*** Opening Data to process ***
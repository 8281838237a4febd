//! Per-identifier trajectories.
//!
//! A [`Track`] is the append-only history of one [`ClumpId`]: one
//! [`Sample`] per snapshot in which the clump was identified. Tracks are
//! never merged, split, or truncated. A clump that disappears simply stops
//! receiving samples.

use clumptree_match::identity::ClumpId;
use clumptree_match::snapshot::Vec3;
use serde::{Deserialize, Serialize};

/// One observation of a tracked clump.
#[derive(Debug, Clone, PartialEq, Serialize, Deserialize)]
pub struct Sample {
    pub time: f64,
    pub position: Vec3,
    pub mass: f64,
    pub radius: f64,
}

/// The observed lifetime of one clump identifier.
#[derive(Debug, Clone, PartialEq, Serialize, Deserialize)]
pub struct Track {
    id: ClumpId,
    samples: Vec<Sample>,
}

impl Track {
    /// Create an empty track for `id`.
    pub fn new(id: ClumpId) -> Self {
        Self {
            id,
            samples: Vec::new(),
        }
    }

    /// The identifier this track belongs to.
    pub fn id(&self) -> ClumpId {
        self.id
    }

    /// Append one observation.
    pub fn add(&mut self, time: f64, position: Vec3, mass: f64, radius: f64) {
        self.samples.push(Sample {
            time,
            position,
            mass,
            radius,
        });
    }

    /// All samples in append order.
    pub fn samples(&self) -> &[Sample] {
        &self.samples
    }

    pub fn len(&self) -> usize {
        self.samples.len()
    }

    pub fn is_empty(&self) -> bool {
        self.samples.is_empty()
    }

    /// Sample times.
    pub fn times(&self) -> Vec<f64> {
        self.samples.iter().map(|s| s.time).collect()
    }

    /// Sample positions.
    pub fn positions(&self) -> Vec<Vec3> {
        self.samples.iter().map(|s| s.position).collect()
    }

    /// Sample masses.
    pub fn masses(&self) -> Vec<f64> {
        self.samples.iter().map(|s| s.mass).collect()
    }

    /// Sample radii.
    pub fn radii(&self) -> Vec<f64> {
        self.samples.iter().map(|s| s.radius).collect()
    }

    /// Time of the first sample.
    pub fn first_time(&self) -> Option<f64> {
        self.samples.first().map(|s| s.time)
    }

    /// Time of the most recent sample.
    pub fn last_time(&self) -> Option<f64> {
        self.samples.last().map(|s| s.time)
    }
}

// ---------------------------------------------------------------------------
// Tests
// ---------------------------------------------------------------------------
*** Closing Data to process ***
For the records above, state the number of lines holding the string "identifier", without further comment.

• [Answer for the task]: 3